* **Task directions**: Of the entries that follow, how many lines hold the string "from"? Write the number and nothing more.

* **Data extracts**:

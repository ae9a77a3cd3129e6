//! Canonical header extraction from transport variables.
//!
//! Gateways such as CGI or FastCGI hand a request over as a flat list of
//! variables (`HTTP_USER_AGENT`, `CONTENT_TYPE`, `REQUEST_URI`, ...). This
//! module rewrites those names into the canonical header casing used
//! everywhere else in the crate (`User-Agent`, `Content-Type`).

use base64::{Engine as _, engine::general_purpose};
use indexmap::IndexMap;
use std::borrow::Cow;

/// Canonical header name to value, in the order the headers were first seen.
/// Keys are unique, the last write wins.
pub type Headers = IndexMap<String, String>;

const HTTP_PREFIX: &str = "HTTP_";
const AUTHORIZATION: &str = "Authorization";

const REDIRECT_HTTP_AUTHORIZATION: &str = "REDIRECT_HTTP_AUTHORIZATION";
const PHP_AUTH_USER: &str = "PHP_AUTH_USER";
const PHP_AUTH_PW: &str = "PHP_AUTH_PW";
const PHP_AUTH_DIGEST: &str = "PHP_AUTH_DIGEST";

/// One raw transport variable.
///
/// Implemented for `(K, V)` tuples of string-like values and for references to
/// them, so `&HashMap<String, String>`, `Vec<(&str, &str)>` and
/// `&[(String, String)]` can all be passed where raw variables are expected.
pub trait RawVar {
    fn key(&self) -> &str;
    fn value(&self) -> &str;
}

impl<K: AsRef<str>, V: AsRef<str>> RawVar for (K, V) {
    #[inline]
    fn key(&self) -> &str {
        self.0.as_ref()
    }

    #[inline]
    fn value(&self) -> &str {
        self.1.as_ref()
    }
}

impl<P: RawVar + ?Sized> RawVar for &P {
    #[inline]
    fn key(&self) -> &str {
        (**self).key()
    }

    #[inline]
    fn value(&self) -> &str {
        (**self).value()
    }
}

/// Builds the canonical headers from raw transport variables.
///
/// Variables are applied in iteration order, so a later variable wins when two
/// raw names canonicalize to the same header. When no `Authorization` header
/// was produced, it is recovered from `REDIRECT_HTTP_AUTHORIZATION`, the
/// `PHP_AUTH_USER`/`PHP_AUTH_PW` basic credentials or `PHP_AUTH_DIGEST`, in
/// that order.
pub fn extract_headers<I>(raw_vars: I) -> Headers
where
    I: IntoIterator,
    I::Item: RawVar,
{
    let mut headers = Headers::new();
    let mut credentials = Credentials::default();

    for var in raw_vars {
        let (key, value) = (var.key(), var.value());
        credentials.observe(key, value);
        headers.insert(canonical_name(key).into_owned(), value.to_owned());
    }

    if !headers.contains_key(AUTHORIZATION)
        && let Some(authorization) = credentials.into_authorization()
    {
        headers.insert(AUTHORIZATION.to_owned(), authorization);
    }

    headers
}

/// Rewrites one transport variable name into its canonical header name.
///
/// `HTTP_X_FORWARDED_FOR` becomes `X-Forwarded-For`, `CONTENT_TYPE` and
/// `CONTENT_LENGTH` become `Content-Type` and `Content-Length`, and every
/// other name is returned untouched.
pub fn canonical_name(key: &str) -> Cow<'_, str> {
    if let Some(name) = key.strip_prefix(HTTP_PREFIX) {
        return Cow::Owned(name.split('_').map(title_case).collect::<Vec<_>>().join("-"));
    }

    match key {
        "CONTENT_TYPE" => Cow::Borrowed("Content-Type"),
        "CONTENT_LENGTH" => Cow::Borrowed("Content-Length"),
        _ => Cow::Borrowed(key),
    }
}

fn title_case(word: &str) -> String {
    let mut chars = word.chars();
    match chars.next() {
        Some(first) => first.to_uppercase().chain(chars.flat_map(char::to_lowercase)).collect(),
        None => String::new(),
    }
}

/// Looks a header up by name, ignoring ASCII case.
///
/// When several keys differ only in case, the one inserted first is returned.
pub fn find_header<'h>(headers: &'h Headers, name: &str) -> Option<&'h str> {
    headers.iter().find(|(key, _)| key.eq_ignore_ascii_case(name)).map(|(_, value)| value.as_str())
}

/// Returns the value of the header called `name`.
///
/// A raw variable with exactly that name is returned as is; otherwise the raw
/// variables are canonicalized with [`extract_headers`] and searched without
/// regard to case.
pub fn header_with_name<I>(name: &str, raw_vars: I) -> Option<String>
where
    I: IntoIterator,
    I::Item: RawVar,
{
    let vars = raw_vars.into_iter().collect::<Vec<_>>();

    if let Some(var) = vars.iter().rev().find(|var| var.key() == name) {
        return Some(var.value().to_owned());
    }

    let headers = extract_headers(&vars);
    find_header(&headers, name).map(ToOwned::to_owned)
}

/// Credentials seen while scanning the raw variables.
#[derive(Default)]
struct Credentials {
    redirect_authorization: Option<String>,
    user: Option<String>,
    password: Option<String>,
    digest: Option<String>,
}

impl Credentials {
    fn observe(&mut self, key: &str, value: &str) {
        let slot = match key {
            REDIRECT_HTTP_AUTHORIZATION => &mut self.redirect_authorization,
            PHP_AUTH_USER => &mut self.user,
            PHP_AUTH_PW => &mut self.password,
            PHP_AUTH_DIGEST => &mut self.digest,
            _ => return,
        };
        *slot = Some(value.to_owned());
    }

    fn into_authorization(self) -> Option<String> {
        if self.redirect_authorization.is_some() {
            return self.redirect_authorization;
        }

        if let Some(user) = self.user {
            let password = self.password.unwrap_or_default();
            let encoded = general_purpose::STANDARD.encode(format!("{user}:{password}"));
            return Some(format!("Basic {encoded}"));
        }

        self.digest
    }
}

* **Solution to this problem**: 3